• [WHAT TO WORK ON]
Exactly as they appear below, repeat the lines from the one with "known content type." through the one with "the wrong shape.", and no others.

----

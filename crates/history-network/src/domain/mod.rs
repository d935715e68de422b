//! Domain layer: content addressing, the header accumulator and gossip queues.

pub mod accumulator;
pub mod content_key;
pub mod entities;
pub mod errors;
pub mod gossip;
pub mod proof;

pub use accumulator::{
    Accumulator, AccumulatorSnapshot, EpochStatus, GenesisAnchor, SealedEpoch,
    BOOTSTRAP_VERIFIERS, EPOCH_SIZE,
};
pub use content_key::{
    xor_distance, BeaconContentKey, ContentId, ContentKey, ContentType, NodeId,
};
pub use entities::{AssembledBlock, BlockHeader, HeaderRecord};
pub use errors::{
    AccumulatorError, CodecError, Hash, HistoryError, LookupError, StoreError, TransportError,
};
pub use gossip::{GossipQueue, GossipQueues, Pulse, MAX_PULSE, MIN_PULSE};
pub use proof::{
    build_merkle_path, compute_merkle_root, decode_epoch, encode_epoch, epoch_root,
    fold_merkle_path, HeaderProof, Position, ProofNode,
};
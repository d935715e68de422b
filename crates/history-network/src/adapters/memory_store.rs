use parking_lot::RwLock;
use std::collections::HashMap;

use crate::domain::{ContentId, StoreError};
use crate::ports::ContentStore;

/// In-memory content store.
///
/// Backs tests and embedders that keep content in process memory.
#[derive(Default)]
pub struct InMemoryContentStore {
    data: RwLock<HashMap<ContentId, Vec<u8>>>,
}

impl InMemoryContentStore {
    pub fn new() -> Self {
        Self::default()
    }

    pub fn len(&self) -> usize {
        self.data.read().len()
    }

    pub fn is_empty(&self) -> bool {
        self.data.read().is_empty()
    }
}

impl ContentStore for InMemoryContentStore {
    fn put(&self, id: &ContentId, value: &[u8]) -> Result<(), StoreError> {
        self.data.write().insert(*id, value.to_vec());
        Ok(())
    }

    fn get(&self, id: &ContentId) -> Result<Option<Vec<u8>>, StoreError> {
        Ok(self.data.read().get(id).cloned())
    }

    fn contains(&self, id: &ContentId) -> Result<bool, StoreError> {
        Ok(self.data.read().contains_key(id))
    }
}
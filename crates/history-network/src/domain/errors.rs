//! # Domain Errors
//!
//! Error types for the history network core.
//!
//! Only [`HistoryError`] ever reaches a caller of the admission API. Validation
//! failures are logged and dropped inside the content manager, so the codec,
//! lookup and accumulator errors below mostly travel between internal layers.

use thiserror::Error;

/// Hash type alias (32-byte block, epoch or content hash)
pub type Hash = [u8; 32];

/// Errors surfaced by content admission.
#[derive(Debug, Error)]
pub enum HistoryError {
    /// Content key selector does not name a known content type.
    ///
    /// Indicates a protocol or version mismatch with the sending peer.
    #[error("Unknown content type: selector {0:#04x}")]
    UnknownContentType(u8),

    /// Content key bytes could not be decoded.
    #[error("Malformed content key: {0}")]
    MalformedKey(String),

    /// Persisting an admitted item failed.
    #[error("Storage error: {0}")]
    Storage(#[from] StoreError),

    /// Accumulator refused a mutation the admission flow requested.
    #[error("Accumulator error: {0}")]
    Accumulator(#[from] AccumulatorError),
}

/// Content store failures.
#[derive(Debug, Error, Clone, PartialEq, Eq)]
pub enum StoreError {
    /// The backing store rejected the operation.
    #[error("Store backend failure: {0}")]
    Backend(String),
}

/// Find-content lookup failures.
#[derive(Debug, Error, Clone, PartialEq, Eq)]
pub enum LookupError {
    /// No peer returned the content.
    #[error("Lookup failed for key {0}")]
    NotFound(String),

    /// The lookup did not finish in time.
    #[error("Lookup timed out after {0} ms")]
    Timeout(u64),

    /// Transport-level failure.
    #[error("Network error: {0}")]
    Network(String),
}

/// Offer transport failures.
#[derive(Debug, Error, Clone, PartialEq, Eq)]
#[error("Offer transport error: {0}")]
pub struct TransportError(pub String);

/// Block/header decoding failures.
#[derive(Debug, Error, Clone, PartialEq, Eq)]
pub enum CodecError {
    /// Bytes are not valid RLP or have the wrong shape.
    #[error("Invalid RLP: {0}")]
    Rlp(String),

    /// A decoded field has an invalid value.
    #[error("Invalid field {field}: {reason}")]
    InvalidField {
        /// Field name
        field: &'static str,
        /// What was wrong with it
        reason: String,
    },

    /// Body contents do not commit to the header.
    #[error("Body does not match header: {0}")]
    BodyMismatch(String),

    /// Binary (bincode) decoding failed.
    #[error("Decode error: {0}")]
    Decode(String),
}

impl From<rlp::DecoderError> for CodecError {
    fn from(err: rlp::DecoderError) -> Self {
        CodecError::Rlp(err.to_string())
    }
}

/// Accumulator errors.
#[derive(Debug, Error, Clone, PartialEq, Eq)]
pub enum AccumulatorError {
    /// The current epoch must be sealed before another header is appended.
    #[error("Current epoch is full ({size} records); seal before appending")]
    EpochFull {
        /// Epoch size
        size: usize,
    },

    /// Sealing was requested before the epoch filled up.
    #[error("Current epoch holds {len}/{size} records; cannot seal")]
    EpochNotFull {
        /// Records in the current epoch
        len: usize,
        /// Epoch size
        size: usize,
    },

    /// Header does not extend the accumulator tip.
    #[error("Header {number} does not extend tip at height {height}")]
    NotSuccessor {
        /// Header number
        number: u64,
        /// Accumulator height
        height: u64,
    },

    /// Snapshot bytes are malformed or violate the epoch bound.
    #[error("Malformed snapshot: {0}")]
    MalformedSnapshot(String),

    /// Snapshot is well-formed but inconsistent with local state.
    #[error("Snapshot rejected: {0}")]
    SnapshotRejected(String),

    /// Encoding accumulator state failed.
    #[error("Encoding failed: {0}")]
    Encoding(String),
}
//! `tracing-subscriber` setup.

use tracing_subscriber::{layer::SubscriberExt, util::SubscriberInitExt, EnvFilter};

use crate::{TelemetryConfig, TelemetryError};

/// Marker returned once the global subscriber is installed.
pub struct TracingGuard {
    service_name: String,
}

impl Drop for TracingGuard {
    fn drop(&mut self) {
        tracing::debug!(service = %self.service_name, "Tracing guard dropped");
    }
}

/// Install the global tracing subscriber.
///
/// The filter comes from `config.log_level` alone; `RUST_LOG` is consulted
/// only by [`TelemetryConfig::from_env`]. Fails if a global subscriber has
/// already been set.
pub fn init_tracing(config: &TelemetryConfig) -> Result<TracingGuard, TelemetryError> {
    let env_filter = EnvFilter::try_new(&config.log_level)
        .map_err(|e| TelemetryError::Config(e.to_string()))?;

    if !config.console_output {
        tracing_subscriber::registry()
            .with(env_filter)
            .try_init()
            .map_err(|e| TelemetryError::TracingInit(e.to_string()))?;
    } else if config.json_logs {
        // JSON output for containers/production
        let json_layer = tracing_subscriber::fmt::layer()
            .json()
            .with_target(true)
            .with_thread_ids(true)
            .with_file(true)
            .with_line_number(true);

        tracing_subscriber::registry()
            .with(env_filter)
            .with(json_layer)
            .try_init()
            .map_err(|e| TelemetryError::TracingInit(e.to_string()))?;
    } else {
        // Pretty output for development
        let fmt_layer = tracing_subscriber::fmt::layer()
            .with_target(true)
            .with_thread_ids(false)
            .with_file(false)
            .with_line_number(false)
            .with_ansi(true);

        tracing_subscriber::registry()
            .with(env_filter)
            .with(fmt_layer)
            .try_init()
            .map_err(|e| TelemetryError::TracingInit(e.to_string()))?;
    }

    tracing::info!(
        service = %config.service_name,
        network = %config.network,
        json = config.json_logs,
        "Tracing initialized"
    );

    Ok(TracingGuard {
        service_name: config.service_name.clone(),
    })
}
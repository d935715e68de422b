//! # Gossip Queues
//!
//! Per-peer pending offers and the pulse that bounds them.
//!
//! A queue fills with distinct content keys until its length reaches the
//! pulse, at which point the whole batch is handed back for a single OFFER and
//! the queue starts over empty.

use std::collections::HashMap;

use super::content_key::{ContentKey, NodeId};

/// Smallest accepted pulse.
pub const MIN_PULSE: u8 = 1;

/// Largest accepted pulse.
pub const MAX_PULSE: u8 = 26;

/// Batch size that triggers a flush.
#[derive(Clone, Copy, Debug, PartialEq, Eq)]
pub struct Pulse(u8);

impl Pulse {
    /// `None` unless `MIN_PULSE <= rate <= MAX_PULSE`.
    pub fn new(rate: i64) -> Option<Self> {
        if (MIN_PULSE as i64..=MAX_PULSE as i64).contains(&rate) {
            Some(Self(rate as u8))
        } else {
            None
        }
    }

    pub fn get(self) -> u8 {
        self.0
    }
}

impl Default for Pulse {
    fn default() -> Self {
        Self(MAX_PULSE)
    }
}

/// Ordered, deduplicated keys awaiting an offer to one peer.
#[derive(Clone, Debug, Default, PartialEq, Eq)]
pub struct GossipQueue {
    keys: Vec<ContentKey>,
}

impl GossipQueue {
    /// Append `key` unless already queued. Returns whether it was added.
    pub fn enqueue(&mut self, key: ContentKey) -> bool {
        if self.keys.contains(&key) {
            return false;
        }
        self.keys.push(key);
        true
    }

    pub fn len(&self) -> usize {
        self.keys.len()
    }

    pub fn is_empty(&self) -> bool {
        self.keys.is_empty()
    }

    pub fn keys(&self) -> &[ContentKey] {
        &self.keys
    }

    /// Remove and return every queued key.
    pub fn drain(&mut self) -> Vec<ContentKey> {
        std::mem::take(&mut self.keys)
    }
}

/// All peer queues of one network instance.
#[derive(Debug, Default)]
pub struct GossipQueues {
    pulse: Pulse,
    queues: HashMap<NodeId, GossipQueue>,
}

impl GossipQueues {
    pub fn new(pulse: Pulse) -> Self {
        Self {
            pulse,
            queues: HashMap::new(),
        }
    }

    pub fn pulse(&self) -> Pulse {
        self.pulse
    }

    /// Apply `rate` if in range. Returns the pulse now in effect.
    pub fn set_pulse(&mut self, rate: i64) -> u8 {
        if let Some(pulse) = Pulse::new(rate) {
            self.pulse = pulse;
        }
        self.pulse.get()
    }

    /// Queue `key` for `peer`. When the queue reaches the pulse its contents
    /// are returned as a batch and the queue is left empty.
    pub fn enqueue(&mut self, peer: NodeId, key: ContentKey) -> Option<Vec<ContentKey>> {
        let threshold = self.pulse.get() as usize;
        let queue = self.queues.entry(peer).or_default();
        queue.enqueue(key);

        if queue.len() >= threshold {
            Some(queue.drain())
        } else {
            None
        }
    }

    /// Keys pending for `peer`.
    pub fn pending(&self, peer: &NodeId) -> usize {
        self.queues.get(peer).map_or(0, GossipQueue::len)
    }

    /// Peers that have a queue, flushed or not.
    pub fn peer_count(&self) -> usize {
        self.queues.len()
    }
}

----

• [OUTPUT]
    /// Content key selector does not name a known content type.
    ///
    /// Indicates a protocol or version mismatch with the sending peer.
    #[error("Unknown content type: selector {0:#04x}")]
    UnknownContentType(u8),

    /// Content key bytes could not be decoded.
    #[error("Malformed content key: {0}")]
    MalformedKey(String),

    /// Persisting an admitted item failed.
    #[error("Storage error: {0}")]
    Storage(#[from] StoreError),

    /// Accumulator refused a mutation the admission flow requested.
    #[error("Accumulator error: {0}")]
    Accumulator(#[from] AccumulatorError),
}

/// Content store failures.
#[derive(Debug, Error, Clone, PartialEq, Eq)]
pub enum StoreError {
    /// The backing store rejected the operation.
    #[error("Store backend failure: {0}")]
    Backend(String),
}

/// Find-content lookup failures.
#[derive(Debug, Error, Clone, PartialEq, Eq)]
pub enum LookupError {
    /// No peer returned the content.
    #[error("Lookup failed for key {0}")]
    NotFound(String),

    /// The lookup did not finish in time.
    #[error("Lookup timed out after {0} ms")]
    Timeout(u64),

    /// Transport-level failure.
    #[error("Network error: {0}")]
    Network(String),
}

/// Offer transport failures.
#[derive(Debug, Error, Clone, PartialEq, Eq)]
#[error("Offer transport error: {0}")]
pub struct TransportError(pub String);

/// Block/header decoding failures.
#[derive(Debug, Error, Clone, PartialEq, Eq)]
pub enum CodecError {
    /// Bytes are not valid RLP or have the wrong shape.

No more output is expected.